The class III region of the human major histocompatibility complex (MHC) contains approximately 59 genes, many of which encode polypeptides with a variety of different functions. Eight of these genes are of particular interest because they encode novel surface molecules that could be involved in immune and/or inflammatory responses and are excellent candidates as disease susceptibility loci. These molecules are members of two different superfamilies, the immunoglobulin superfamily (1C7, G6B, and G6F genes) and the leucocyte antigen-6 superfamily (G6C, G6D, G6E, G5C, and G5B genes). Some level of variation was found when overlapping genomic DNAs from different haplotypes were compared. The present work describes a systematic search for single-nucleotide polymorphisms (SNPs) in these genes using direct sequencing and denaturing high-performance liquid chromatography (DHPLC) in 24 unrelated healthy individuals. We validated the DHPLC methodology by first studying the 1C7 gene.

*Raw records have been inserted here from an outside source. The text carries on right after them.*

use crate::commands::{describe, CmdMessage, CmdResult};
use crate::document::Project;
use crate::error::Result;
use crate::model::EntityId;

pub fn run(project: &mut Project, ids: &[EntityId]) -> Result<CmdResult> {
    let mut result = CmdResult::default();

    for &id in ids {
        if id == project.root_id() {
            result.add_message(CmdMessage::warning("The root cannot be detached"));
            continue;
        }
        if project.detached().iter().any(|entity| entity.id() == id) {
            result.add_message(CmdMessage::info(format!(
                "{} is already detached",
                describe(project, id)
            )));
            continue;
        }

        project.detach(id)?;
        result.affected.push(id);
        result.add_message(CmdMessage::success(format!(
            "Detached {}",
            describe(project, id)
        )));
    }

    Ok(result)
}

This gene was directly sequenced in all 24 samples, and DHPLC was found to resolve all the polymorphic sites present in the heterozygote samples tested. We screened the rest of the genes by DHPLC only, and only those chromatograms that revealed a polymorphic profile were sequenced. We detected one SNP every 489 bp in the 18 kb of DNA studied, corresponding to θ=4.61×10^–4. The diversity in noncoding regions is 1 SNP/560 bp, but a higher frequency was detected in coding regions with 1 SNP/423 bp corresponding to θ=5.33×10^–4. Of the coding SNPs, 63.6% caused amino acid substitutions. The power of this study is emphasized by the fact that of the 37 SNPs/indels detected, only 6 can be found in the SNP database at the NCBI.